Liberals have been unfairly using presidential candidate Donald Trump like a punching bag, as if a self-made billionaire is an idiot who deserves to be ridiculed instead of being admired for his contributions and success.

I think Trump would make a great president. We need a leader who can restore American cred on the world stage, and get things done domestically. A lot of what is great about the city has the Trump name on it. He is a true American, whose command of capitalism would stand the country in good stead.

Those who consider Trump a bloviator should consider the demerit points President Obama’s diplomacy has earned us both at home and overseas. We need leaders who mean what they say and say what they mean. So far the only candidate who measures up to that is Donald Trump.

John Harding

Bay Ridge

Tobacc-no

To the editor,

We don’t need more tobacco in my neighborhood. Just the other day I was walking from the park around my school and I noticed something new. Another tobacco shop has opened offering more deadly tobacco products to my community that we don’t need. Tobacco shops, bodegas and pharmacies that sell tobacco contribute to harming our neighborhoods instead of building them up. We need more positive things in our communities, not more tobacco retail.

I’m 16 years old and a typical walk down my block in East Flatbush has 80 retailers selling tobacco products. This saddens me, and I believe there needs to be restrictions on the amount of shops that sell tobacco in our communities. In Brooklyn alone, there are currently more than 5,000 of my high-school peers who use cigarettes. Tobacco companies target communities and neighborhoods like mine with heavy marketing in and around shops that sell tobacco. They make their products look more appealing to children by using bright colors and familiar designs. This is another contributor to youth smoking.

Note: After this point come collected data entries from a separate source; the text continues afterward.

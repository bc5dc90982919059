pub mod admin;
pub mod auth;
pub mod files;
pub mod health;
pub mod upload;

pub use auth::{AuthAdmin, require_admin};

use crate::{
    config::Config,
    database::Database,
    error::AppResult,
    services::{AdminService, MultiFileService, SingleFileService},
    session::SessionStorage,
    storage::Storage,
};
use std::sync::Arc;

/// 应用状态
#[derive(Clone)]
pub struct AppState {
    pub config: Arc<Config>,
    pub database: Database,
    pub storage: Arc<dyn Storage>,
    pub admin: AdminService,
    pub single_files: SingleFileService,
    pub multi_files: MultiFileService,
}

impl AppState {
    /// 组装服务、建表并创建初始管理员
    pub async fn new(
        config: Config,
        database: Database,
        session: Arc<dyn SessionStorage>,
        storage: Arc<dyn Storage>,
    ) -> AppResult<Self> {
        let admin = AdminService::new(database.clone(), session, &config.session)?;
        let single_files = SingleFileService::new(database.clone(), storage.clone());
        let multi_files = MultiFileService::new(database.clone(), storage.clone());

        admin.migrate().await?;
        single_files.migrate().await?;
        multi_files.migrate().await?;
        tracing::info!("数据表迁移完成");

        admin.ensure_bootstrap_admin(&config.admin).await?;

        Ok(Self {
            config: Arc::new(config),
            database,
            storage,
            admin,
            single_files,
            multi_files,
        })
    }
}
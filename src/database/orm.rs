use log::LevelFilter;
use serde::{Deserialize, Serialize};

/// ORM 配置（`[orm]`）
#[derive(Debug, Clone, Serialize, Deserialize)]
#[serde(default)]
pub struct OrmConfig {
    /// 日志等级 1-Silent, 2-Error, 3-Warn, 4-Info
    pub log_level: i64,
    /// 数据库表名前缀
    pub table_prefix: String,
    /// 使用单数表名
    pub singular_table: bool,
}

impl Default for OrmConfig {
    fn default() -> Self {
        Self {
            log_level: 2,
            table_prefix: String::new(),
            singular_table: false,
        }
    }
}

impl OrmConfig {
    /// SQL 语句日志等级
    pub fn statement_level(&self) -> LevelFilter {
        match self.log_level {
            i64::MIN..=1 => LevelFilter::Off,
            2 => LevelFilter::Error,
            3 => LevelFilter::Warn,
            _ => LevelFilter::Info,
        }
    }

    pub fn naming_strategy(&self) -> NamingStrategy {
        NamingStrategy {
            table_prefix: self.table_prefix.clone(),
            singular_table: self.singular_table,
        }
    }
}

/// 表名命名策略
#[derive(Debug, Clone, Default, PartialEq, Eq)]
pub struct NamingStrategy {
    pub table_prefix: String,
    pub singular_table: bool,
}

impl NamingStrategy {
    /// `name` 为单数蛇形名称，如 `single_file`
    pub fn table_name(&self, name: &str) -> String {
        if self.singular_table {
            format!("{}{}", self.table_prefix, name)
        } else {
            format!("{}{}", self.table_prefix, pluralize(name))
        }
    }
}

fn pluralize(name: &str) -> String {
    if name.ends_with('s') || name.ends_with('x') || name.ends_with("ch") || name.ends_with("sh")
    {
        format!("{}es", name)
    } else if let Some(stem) = name.strip_suffix('y').filter(|s| !s.ends_with(['a', 'e', 'i', 'o', 'u'])) {
        format!("{}ies", stem)
    } else {
        format!("{}s", name)
    }
}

We clearly don’t need any more tobacco shops and products in our community. We should have more positive things being built, like recreational parks or basketball courts. Things that kids should like. Tobacco companies are basically corrupting minds so that we can become addicted to tobacco products, and it’s deteriorating the health of everyone who lives in that community.

As a student fellow with the N.Y.C. Smoke-Free at Public Health Solutions, my peers and I are working to create a tobacco-free generation. Our communities can come together for the good of the youth. All we have to do is make our voices heard. We don’t need any more tobacco. Please join us by visiting nycsmokefree.org.

Ryan Newman

The writer is a student at the High School For Public Service in East Flatbush.

Clean power

To the editor,

I wonder if the youth of the 1960s and 1970s were as fully aware of the health and environmental impacts the Clean Air Act would have on the nation, as I am. As a New Yorker, I think New York needs to lead the way in meeting and exceeding the goals set by the Clean Power Plan. One obvious first step would be for Gov. Cuomo to stop subsidizing dirty coal plants with hundreds of millions of dollars taken from the pockets of electricity customers. And we need to start thinking now about how to responsibly transition workers and communities away from a fossil fuel past and toward a clean energy future that can provide economic and employment security.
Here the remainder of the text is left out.